In the records below, find the line containing "fn parse_names_from_bytes(bytes: &[u8])" and the line containing "pub struct Roster"; please repeat exactly the lines from one to the other, both included, and nothing more.

BEGIN Material for this task

// Roster: the ordered participant list plus text/file ingestion and
// duplicate handling.

use std::collections::{BTreeSet, HashMap, HashSet};
use std::path::{Path, PathBuf};

use tracing::{debug, info, warn};

use crate::participant::{next_id, Participant};

/// Below this many participants the UI suggests adding more.
pub const SMALL_ROSTER_THRESHOLD: usize = 5;

/// Built-in sample names for trying the tool without real data.
pub const SAMPLE_NAMES: &[&str] = &[
    "張小明",
    "李美玲",
    "王大同",
    "陳佩琪",
    "林國華",
    "Alice Johnson",
    "Bob Smith",
    "Charlie Brown",
    "David Wilson",
    "Eva Green",
    "黃心怡",
    "周杰倫",
    "吳建宏",
    "鄭文燦",
    "許淑華",
    "Frank Miller",
    "Grace Lee",
    "Henry Ford",
    "Ivy Chen",
    "Jack Ma",
];

// ---------------------------------------------------------------------------
// Error type
// ---------------------------------------------------------------------------

#[derive(Debug, thiserror::Error)]
pub enum RosterError {
    #[error("failed to read file {path}: {source}")]
    Io {
        path: PathBuf,
        source: std::io::Error,
    },
}

// ---------------------------------------------------------------------------
// Parsing
// ---------------------------------------------------------------------------

/// Split free-form text into participant names.
///
/// Tokens are separated by newlines or commas, trimmed, and empty tokens are
/// dropped. A leading byte-order mark is ignored.
pub fn parse_names(text: &str) -> Vec<String> {
    let text = text.strip_prefix('\u{feff}').unwrap_or(text);
    text.split(|c: char| matches!(c, '\n' | '\r' | ','))
        .map(str::trim)
        .filter(|name| !name.is_empty())
        .map(str::to_string)
        .collect()
}

/// Names from raw file bytes. Invalid UTF-8 sequences become U+FFFD
/// instead of failing the whole import.
fn parse_names_from_bytes(bytes: &[u8]) -> Vec<String> {
    let content = String::from_utf8_lossy(bytes);
    if matches!(content, std::borrow::Cow::Owned(_)) {
        warn!("roster file is not valid UTF-8, replacing invalid bytes");
    }
    parse_names(&content)
}

// ---------------------------------------------------------------------------
// Roster
// ---------------------------------------------------------------------------

/// The ordered list of registered participants.
#[derive(Debug, Clone, Default, PartialEq, Eq)]
pub struct Roster {
    participants: Vec<Participant>,
}

impl Roster {
    pub fn new() -> Self {
        Self::default()
    }

    /// Build a roster from plain names, minting a fresh id for each.
    pub fn from_names<I, S>(names: I) -> Self
    where
        I: IntoIterator<Item = S>,
        S: Into<String>,
    {
        Roster {
            participants: names.into_iter().map(Participant::new).collect(),
        }
    }

    pub fn participants(&self) -> &[Participant] {
        &self.participants
    }

    pub fn len(&self) -> usize {
        self.participants.len()
    }

    pub fn is_empty(&self) -> bool {
        self.participants.is_empty()
    }

    /// True when the roster is non-empty but below the suggested minimum.
    pub fn is_small(&self) -> bool {
        !self.participants.is_empty() && self.participants.len() < SMALL_ROSTER_THRESHOLD
    }

    /// Parse `text` and append one participant per name.
    ///
    /// Returns the number of participants added.
    pub fn ingest_text(&mut self, text: &str) -> usize {
        let names = parse_names(text);
        let added = names.len();
        self.participants
            .extend(names.into_iter().map(Participant::new));
        debug!(added, total = self.participants.len(), "ingested text");
        added
    }

    /// Read a text or CSV file and append its names.
    pub fn ingest_file(&mut self, path: &Path) -> Result<usize, RosterError> {
        let bytes = std::fs::read(path).map_err(|e| RosterError::Io {
            path: path.to_path_buf(),
            source: e,
        })?;
        let names = parse_names_from_bytes(&bytes);
        let added = names.len();
        self.participants
            .extend(names.into_iter().map(Participant::new));
        info!("Loaded {} names from {}", added, path.display());
        Ok(added)
    }

    /// Append the built-in sample names.
    pub fn add_samples(&mut self) -> usize {
        let stamp = next_id("mock");
        self.participants.extend(
            SAMPLE_NAMES
                .iter()
                .enumerate()
                .map(|(i, name)| Participant::with_id(format!("{stamp}-{i}"), *name)),
        );
        SAMPLE_NAMES.len()
    }

    /// Names that occur more than once.
    pub fn duplicate_names(&self) -> BTreeSet<String> {
        let mut counts: HashMap<&str, usize> = HashMap::new();
        for p in &self.participants {
            *counts.entry(p.name.as_str()).or_insert(0) += 1;
        }
        counts
            .into_iter()
            .filter(|(_, count)| *count > 1)
            .map(|(name, _)| name.to_string())
            .collect()
    }

    /// Keep only the first participant for each name.
    ///
    /// Returns the number of participants removed.
    pub fn remove_duplicates(&mut self) -> usize {
        let before = self.participants.len();
        let mut seen: HashSet<String> = HashSet::new();
        self.participants.retain(|p| seen.insert(p.name.clone()));
        let removed = before - self.participants.len();
        if removed > 0 {
            info!("Removed {} duplicate participants", removed);
        }
        removed
    }

    pub fn clear(&mut self) {
        self.participants.clear();
    }
}

// ---------------------------------------------------------------------------
// Tests
// ---------------------------------------------------------------------------

#[cfg(test)]
mod tests {
    use super::*;

    fn names(roster: &Roster) -> Vec<&str> {
        roster.participants().iter().map(|p| p.name.as_str()).collect()
    }

    #[test]
    fn parse_names_mixed_separators() {
        let parsed = parse_names("Alice, Bob\nCarol,,\n  Dave  \n");
        assert_eq!(parsed, vec!["Alice", "Bob", "Carol", "Dave"]);
    }

    #[test]
    fn parse_names_crlf_and_bom() {
        let parsed = parse_names("\u{feff}Alice\r\nBob\r\n");
        assert_eq!(parsed, vec!["Alice", "Bob"]);
    }

    #[test]
    fn parse_names_blank_input() {
        assert!(parse_names("").is_empty());
        assert!(parse_names(" , \n ,").is_empty());
    }

    #[test]
    fn parse_names_keeps_inner_whitespace() {
        assert_eq!(parse_names("Alice Johnson"), vec!["Alice Johnson"]);
    }

    #[test]
    fn parse_names_from_bytes_strips_bom() {
        let parsed = parse_names_from_bytes("\u{feff}name one\nname two,name three".as_bytes());
        assert_eq!(parsed, vec!["name one", "name two", "name three"]);
    }

    #[test]
    fn invalid_utf8_is_replaced_not_rejected() {
        let parsed = parse_names_from_bytes(b"Ann,Bob\nJos\xe9\nCy\n");
        assert_eq!(parsed, vec!["Ann", "Bob", "Jos\u{fffd}", "Cy"]);
    }

    #[test]
    fn ingest_text_appends_in_order() {
        let mut roster = Roster::from_names(["Zed"]);
        let added = roster.ingest_text("Alice\nBob");
        assert_eq!(added, 2);
        assert_eq!(names(&roster), vec!["Zed", "Alice", "Bob"]);
    }

    #[test]
    fn ingest_text_allows_duplicate_names_with_unique_ids() {
        let mut roster = Roster::new();
        roster.ingest_text("Alice,Alice");
        assert_eq!(roster.len(), 2);
        let ids: HashSet<_> = roster.participants().iter().map(|p| &p.id).collect();
        assert_eq!(ids.len(), 2);
    }

    #[test]
    fn ingest_file_reads_names() {
        let dir = std::env::temp_dir().join("huddle_roster_ingest_file");
        let _ = std::fs::remove_dir_all(&dir);
        std::fs::create_dir_all(&dir).unwrap();
        let path = dir.join("names.csv");
        std::fs::write(&path, "Alice,Bob\nCarol\n").unwrap();

        let mut roster = Roster::new();
        let added = roster.ingest_file(&path).unwrap();
        assert_eq!(added, 3);
        assert_eq!(names(&roster), vec!["Alice", "Bob", "Carol"]);

        let _ = std::fs::remove_dir_all(&dir);
    }

    #[test]
    fn ingest_file_tolerates_latin1_bytes() {
        let dir = std::env::temp_dir().join("huddle_roster_ingest_latin1");
        let _ = std::fs::remove_dir_all(&dir);
        std::fs::create_dir_all(&dir).unwrap();
        let path = dir.join("names.csv");
        std::fs::write(&path, b"Ann,Bob\nJos\xe9\nCy\n").unwrap();

        let mut roster = Roster::new();
        assert_eq!(roster.ingest_file(&path).unwrap(), 4);
        assert_eq!(names(&roster), vec!["Ann", "Bob", "Jos\u{fffd}", "Cy"]);

        let _ = std::fs::remove_dir_all(&dir);
    }

    #[test]
    fn ingest_file_missing_is_io_error() {
        let mut roster = Roster::new();
        let err = roster
            .ingest_file(Path::new("/nonexistent/huddle/names.txt"))
            .unwrap_err();
        assert!(matches!(err, RosterError::Io { .. }));
        assert!(roster.is_empty());
    }

    #[test]
    fn add_samples_adds_twenty_unique_ids() {
        let mut roster = Roster::new();
        assert_eq!(roster.add_samples(), 20);
        roster.add_samples();
        assert_eq!(roster.len(), 40);
        let ids: HashSet<_> = roster.participants().iter().map(|p| &p.id).collect();
        assert_eq!(ids.len(), 40);
    }

    #[test]
    fn duplicate_names_reports_each_once() {
        let roster = Roster::from_names(["A", "B", "A", "C", "B", "A"]);
        let dups = roster.duplicate_names();
        assert_eq!(dups.into_iter().collect::<Vec<_>>(), vec!["A", "B"]);
    }

    #[test]
    fn remove_duplicates_keeps_first_occurrence() {
        let mut roster = Roster::from_names(["A", "B", "A", "C", "B"]);
        let first_a = roster.participants()[0].id.clone();
        let removed = roster.remove_duplicates();
        assert_eq!(removed, 2);
        assert_eq!(names(&roster), vec!["A", "B", "C"]);
        assert_eq!(roster.participants()[0].id, first_a);
        assert!(roster.duplicate_names().is_empty());
    }

    #[test]
    fn is_small_threshold() {
        assert!(Roster::from_names(["a", "b", "c", "d"]).is_small());
        assert!(!Roster::from_names(["a", "b", "c", "d", "e"]).is_small());
        assert!(!Roster::new().is_small());
    }

    #[test]
    fn clear_empties_roster() {
        let mut roster = Roster::from_names(["a", "b"]);
        roster.clear();
        assert!(roster.is_empty());
    }
}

END Material for this task

| Solved exercise |
fn parse_names_from_bytes(bytes: &[u8]) -> Vec<String> {
    let content = String::from_utf8_lossy(bytes);
    if matches!(content, std::borrow::Cow::Owned(_)) {
        warn!("roster file is not valid UTF-8, replacing invalid bytes");
    }
    parse_names(&content)
}

// ---------------------------------------------------------------------------
// Roster
// ---------------------------------------------------------------------------

/// The ordered list of registered participants.
#[derive(Debug, Clone, Default, PartialEq, Eq)]
pub struct Roster {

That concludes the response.